J’ai été en mesure d’entrer en contact avec le prêtre qui s’était arrangé pour faire passer le "dossier Bugnini" dans les mains du Pape, et je l’ai pressé de rendre ces preuves publiques. Il m’a répondu : "Je regrette de ne pas être en mesure de satisfaire à votre demande. Le secret qui doit entourer cette dénonciation (à la suite de laquelle Mgr Bugnini a du partir !) est ‘top secret’, et tel il doit demeurer. Pour de nombreuses raisons. Le simple fait que le Monsignore sus-mentionné ait été sur le champ démis de son poste, suffit. Cela signifie que les pièces étaient plus que convaincantes".
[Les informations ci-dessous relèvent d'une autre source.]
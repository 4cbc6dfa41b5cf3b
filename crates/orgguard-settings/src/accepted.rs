//! Accepted-risk documents: one tree per policy file, terminating in `{ reason }` leaves.

use crate::error::{ConfigError, SchemaIssue};
use orgguard_domain::accepted_risks::{AcceptedRiskTree, RiskNode};
use orgguard_types::PolicyKind;
use serde_json::{Map, Value};
use std::collections::BTreeMap;

const REASON_KEY: &str = "reason";

/// Build the accepted-risk tree from `policy file name -> document`.
///
/// Issues are aggregated across all files like configuration issues.
pub fn parse_accepted_risks(
    files: &BTreeMap<String, Value>,
) -> Result<AcceptedRiskTree, ConfigError> {
    let mut issues = Vec::new();
    let mut tree = AcceptedRiskTree::new();

    for (file, content) in files {
        let Some(kind) = PolicyKind::from_file_name(file) else {
            issues.push(SchemaIssue::new(file, &[], "unknown policy"));
            continue;
        };
        let mut path = Vec::new();
        if let Some(root) = node(file, &mut path, content, &mut issues) {
            tree.set_policy(kind, root);
        }
    }

    if issues.is_empty() {
        Ok(tree)
    } else {
        issues.sort();
        Err(ConfigError::Schema(issues))
    }
}

fn node(
    file: &str,
    path: &mut Vec<String>,
    value: &Value,
    issues: &mut Vec<SchemaIssue>,
) -> Option<RiskNode> {
    let Some(object) = value.as_object() else {
        issues.push(issue(file, path, "expected a table or a { reason } leaf"));
        return None;
    };

    if let Some(reason) = leaf_reason(object) {
        if reason.trim().is_empty() {
            issues.push(issue(file, path, "reason must not be empty"));
            return None;
        }
        return Some(RiskNode::Leaf {
            reason: reason.to_string(),
        });
    }

    let mut children = BTreeMap::new();
    for (segment, child) in object {
        path.push(segment.clone());
        if let Some(parsed) = node(file, path, child, issues) {
            children.insert(segment.clone(), parsed);
        }
        path.pop();
    }
    Some(RiskNode::Branch(children))
}

/// A leaf is a table holding exactly one string `reason`.
fn leaf_reason(object: &Map<String, Value>) -> Option<&str> {
    if object.len() != 1 {
        return None;
    }
    object.get(REASON_KEY).and_then(Value::as_str)
}

fn issue(file: &str, path: &[String], message: &str) -> SchemaIssue {
    let segments: Vec<&str> = path.iter().map(String::as_str).collect();
    SchemaIssue::new(file, &segments, message)
}
//! Default registries with every built-in rule.

use super::{
    AllUsedAppsUnderManagement, EnforceHolderClassifications, EnforceUserClassifications,
    NoInactiveUsers, NoOtherApexApiLogins, NoUserCanSelfAuthorize, RuleRegistry,
    SettingsRuleRegistry,
};
use crate::model::{ResolvedConnectedApp, ResolvedPermissionSet, ResolvedProfile, ResolvedUser};
use orgguard_types::ids;

pub fn profiles_registry() -> RuleRegistry<ResolvedProfile> {
    let mut registry = RuleRegistry::new();
    registry.register(
        ids::RULE_ENFORCE_PERMISSION_CLASSIFICATIONS,
        EnforceHolderClassifications::boxed,
    );
    registry
}

pub fn permission_sets_registry() -> RuleRegistry<ResolvedPermissionSet> {
    let mut registry = RuleRegistry::new();
    registry.register(
        ids::RULE_ENFORCE_PERMISSION_CLASSIFICATIONS,
        EnforceHolderClassifications::boxed,
    );
    registry
}

pub fn users_registry() -> RuleRegistry<ResolvedUser> {
    let mut registry = RuleRegistry::new();
    registry
        .register(
            ids::RULE_ENFORCE_PERMISSION_CLASSIFICATIONS,
            EnforceUserClassifications::boxed,
        )
        .register(ids::RULE_NO_OTHER_APEX_API_LOGINS, NoOtherApexApiLogins::boxed)
        .register(ids::RULE_NO_INACTIVE_USERS, NoInactiveUsers::boxed);
    registry
}

pub fn connected_apps_registry() -> RuleRegistry<ResolvedConnectedApp> {
    let mut registry = RuleRegistry::new();
    registry
        .register(
            ids::RULE_ALL_USED_APPS_UNDER_MANAGEMENT,
            AllUsedAppsUnderManagement::boxed,
        )
        .register(
            ids::RULE_NO_USER_CAN_SELF_AUTHORIZE,
            NoUserCanSelfAuthorize::boxed,
        );
    registry
}

pub fn settings_registry() -> SettingsRuleRegistry {
    SettingsRuleRegistry
}
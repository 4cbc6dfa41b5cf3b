use std::fmt;
use thiserror::Error;

/// One problem found in one configuration file.
#[derive(Clone, Debug, PartialEq, Eq, PartialOrd, Ord)]
pub struct SchemaIssue {
    pub file: String,
    /// Dot-joined path to the offending field; empty for file-level problems.
    pub path: String,
    pub message: String,
}

impl SchemaIssue {
    pub fn new(file: &str, path: &[&str], message: impl Into<String>) -> Self {
        Self {
            file: file.to_string(),
            path: path.join("."),
            message: message.into(),
        }
    }
}

impl fmt::Display for SchemaIssue {
    fn fmt(&self, f: &mut fmt::Formatter<'_>) -> fmt::Result {
        if self.path.is_empty() {
            write!(f, "{}: {}", self.file, self.message)
        } else {
            write!(f, "{}: {}: {}", self.file, self.path, self.message)
        }
    }
}

#[derive(Debug, Error)]
pub enum ConfigError {
    /// Every issue found across all files, sorted by file and path.
    #[error("invalid configuration ({} issue(s)):\n{}", .0.len(), render(.0))]
    Schema(Vec<SchemaIssue>),
}

impl ConfigError {
    pub fn issues(&self) -> &[SchemaIssue] {
        match self {
            ConfigError::Schema(issues) => issues,
        }
    }
}

fn render(issues: &[SchemaIssue]) -> String {
    issues
        .iter()
        .map(|i| format!("  - {i}"))
        .collect::<Vec<_>>()
        .join("\n")
}
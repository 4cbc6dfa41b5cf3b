//! Stable identifiers for rules, org settings and error codes.
//!
//! Rule names are PascalCase as they appear in policy files. Codes are short snake_case
//! discriminators and are part of the report contract.

// Rules: profiles / permissionSets / users
pub const RULE_ENFORCE_PERMISSION_CLASSIFICATIONS: &str = "EnforcePermissionClassifications";

// Rules: users
pub const RULE_NO_OTHER_APEX_API_LOGINS: &str = "NoOtherApexApiLogins";
pub const RULE_NO_INACTIVE_USERS: &str = "NoInactiveUsers";

// Rules: connectedApps
pub const RULE_ALL_USED_APPS_UNDER_MANAGEMENT: &str = "AllUsedAppsUnderManagement";
pub const RULE_NO_USER_CAN_SELF_AUTHORIZE: &str = "NoUserCanSelfAuthorize";

// Rules: settings (`Enforce<Name>Settings`)
pub const SETTINGS_RULE_PREFIX: &str = "Enforce";
pub const SETTINGS_RULE_SUFFIX: &str = "Settings";

// Login types
pub const LOGIN_TYPE_OTHER_APEX_API: &str = "Other Apex API";

// Org settings consulted by rules
pub const ORG_SETTING_CONNECTED_APP: &str = "ConnectedApp";
pub const ORG_FIELD_ADMIN_APPROVED_APPS_ONLY: &str = "enableAdminApprovedAppsOnly";

// Dependency codes
pub const CODE_PROFILES_REQUIRE_USER_PERMISSIONS: &str = "profiles_require_user_permissions";
pub const CODE_PERMISSION_SETS_REQUIRE_USER_PERMISSIONS: &str =
    "permission_sets_require_user_permissions";
pub const CODE_USERS_REQUIRE_USER_PERMISSIONS: &str = "users_require_user_permissions";

// Resolution reasons
pub const REASON_RULE_NOT_ENABLED: &str = "rule not enabled";
pub const REASON_RULE_NOT_REGISTERED: &str = "rule not registered";
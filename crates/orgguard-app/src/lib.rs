//! Use case orchestration for orgguard.
//!
//! This crate provides the application layer: it drives the domain engine over a validated
//! configuration and entities obtained from caller-provided resolvers.

#![forbid(unsafe_code)]

mod audit;
mod progress;
mod resolver;

pub use audit::{AuditError, AuditInput, AuditRegistries, run_audit, run_audit_at};
pub use progress::{AuditProgress, ProgressSink, ResolveProgress};
pub use resolver::{AuditResolvers, EntityResolver, SelectionOptions, StaticResolver};
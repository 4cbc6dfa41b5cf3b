use orgguard_types::{ClassificationKind, PolicyKind, PrivilegeLevel, RiskLevel};
use serde_json::Value;
use std::collections::BTreeMap;

/// Risk assignment of one permission.
#[derive(Clone, Debug, PartialEq, Eq)]
pub struct PermissionClassification {
    pub name: String,
    pub label: Option<String>,
    pub reason: Option<String>,
    pub classification: RiskLevel,
}

#[derive(Clone, Debug, Default, PartialEq, Eq)]
pub struct ClassificationConfig {
    pub permissions: BTreeMap<String, PermissionClassification>,
}

#[derive(Clone, Debug, Default, PartialEq)]
pub struct RuleConfig {
    pub enabled: bool,
    /// Rule-specific options, validated by the owning rule when it runs.
    pub options: Option<Value>,
}

impl RuleConfig {
    pub fn enabled() -> Self {
        Self {
            enabled: true,
            options: None,
        }
    }

    pub fn disabled() -> Self {
        Self {
            enabled: false,
            options: None,
        }
    }

    pub fn with_options(options: Value) -> Self {
        Self {
            enabled: true,
            options: Some(options),
        }
    }
}

#[derive(Clone, Copy, Debug, PartialEq, Eq)]
pub struct PresetAssignment {
    pub preset: PrivilegeLevel,
}

#[derive(Clone, Debug, Default, PartialEq, Eq)]
pub struct UsersPolicyOptions {
    pub users: BTreeMap<String, PresetAssignment>,
    pub default_preset: Option<PrivilegeLevel>,
    pub analyse_last_n_days_of_login_history: Option<u32>,
}

/// Entity-type specific part of a policy file.
#[derive(Clone, Debug, PartialEq, Eq)]
pub enum PolicyOptions {
    Profiles(BTreeMap<String, PresetAssignment>),
    PermissionSets(BTreeMap<String, PresetAssignment>),
    Users(UsersPolicyOptions),
    ConnectedApps,
    Settings,
}

impl PolicyOptions {
    /// Empty options for the given policy kind.
    pub fn empty(kind: PolicyKind) -> Self {
        match kind {
            PolicyKind::Profiles => PolicyOptions::Profiles(BTreeMap::new()),
            PolicyKind::PermissionSets => PolicyOptions::PermissionSets(BTreeMap::new()),
            PolicyKind::Users => PolicyOptions::Users(UsersPolicyOptions::default()),
            PolicyKind::ConnectedApps => PolicyOptions::ConnectedApps,
            PolicyKind::Settings => PolicyOptions::Settings,
        }
    }
}

#[derive(Clone, Debug, PartialEq)]
pub struct PolicyConfig {
    pub enabled: bool,
    pub rules: BTreeMap<String, RuleConfig>,
    pub options: PolicyOptions,
}

impl PolicyConfig {
    pub fn new(kind: PolicyKind) -> Self {
        Self {
            enabled: true,
            rules: BTreeMap::new(),
            options: PolicyOptions::empty(kind),
        }
    }

    pub fn with_rule(mut self, name: &str, rule: RuleConfig) -> Self {
        self.rules.insert(name.to_string(), rule);
        self
    }
}

/// Validated configuration for one audit run. Read-only once built.
#[derive(Clone, Debug, Default, PartialEq)]
pub struct AuditRunConfig {
    pub classifications: BTreeMap<ClassificationKind, ClassificationConfig>,
    pub policies: BTreeMap<PolicyKind, PolicyConfig>,
}

impl AuditRunConfig {
    pub fn policy(&self, kind: PolicyKind) -> Option<&PolicyConfig> {
        self.policies.get(&kind)
    }

    pub fn has_classification(&self, kind: ClassificationKind) -> bool {
        self.classifications.contains_key(&kind)
    }

    pub fn classification(
        &self,
        kind: ClassificationKind,
        permission: &str,
    ) -> Option<&PermissionClassification> {
        self.classifications
            .get(&kind)
            .and_then(|c| c.permissions.get(permission))
    }

    /// Preset configured for an entity of the given policy.
    ///
    /// Users fall back to the policy's `default_preset`.
    pub fn preset_for(&self, kind: PolicyKind, entity: &str) -> Option<PrivilegeLevel> {
        match &self.policy(kind)?.options {
            PolicyOptions::Profiles(map) | PolicyOptions::PermissionSets(map) => {
                map.get(entity).map(|a| a.preset)
            }
            PolicyOptions::Users(opts) => opts
                .users
                .get(entity)
                .map(|a| a.preset)
                .or(opts.default_preset),
            PolicyOptions::ConnectedApps | PolicyOptions::Settings => None,
        }
    }

    /// Entity names explicitly listed by a policy (empty for policies that audit everything).
    pub fn configured_entities(&self, kind: PolicyKind) -> Vec<String> {
        match self.policy(kind).map(|p| &p.options) {
            Some(PolicyOptions::Profiles(map)) | Some(PolicyOptions::PermissionSets(map)) => {
                map.keys().cloned().collect()
            }
            Some(PolicyOptions::Users(opts)) => opts.users.keys().cloned().collect(),
            _ => Vec::new(),
        }
    }
}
Je regrette beaucoup que cette question d’une possible affiliation maçonnique de Mgr Bugnini ait pu être soulevée, car elle tend à détourner l’attention de la révolution liturgique dont il fut le maître d’œuvre. La question importante, n’est pas de savoir si Mgr Bugnini était Maçon, mais de savoir si la manière par laquelle la Messe est aujourd’hui célébrée dans la plupart des paroisses, élève vraiment les esprits et les cœurs des fidèles vers Dieu tout-puissant plus efficacement que ne le faisaient les célébrations pré-conciliaires. La Messe traditionnelle du Rite Romain constitue, ainsi que l’a exprimé le Père Faber, "la plus belle chose de ce côté-ci du ciel". L’idée même que des hommes de la seconde moitié du vingtième siècle pouvaient le remplacer par quelque chose de meilleur, est, ainsi que l’a souligné Dietrich von Hildebrand, une idée absolument ridicule.
La Liturgie détruite
L’héritage liturgique du Rite Romain pourrait bien être en fait le plus précieux trésor de toute notre Civilisation occidentale, quelque chose qu’il nous faut vénérer et préserver pour les futures générations. La Constitution Liturgique du Concile Vatican II a proclamé que : "Dans une obéissance fidèle à la tradition, le Sacré Concile déclare que L’Eglise, notre Sainte Mère, soutient que tous les rites légalement reconnus doivent être égaux en droit et en dignité, et qu’Elle désire les préserver pour le futur, et les promouvoir de toutes les manières".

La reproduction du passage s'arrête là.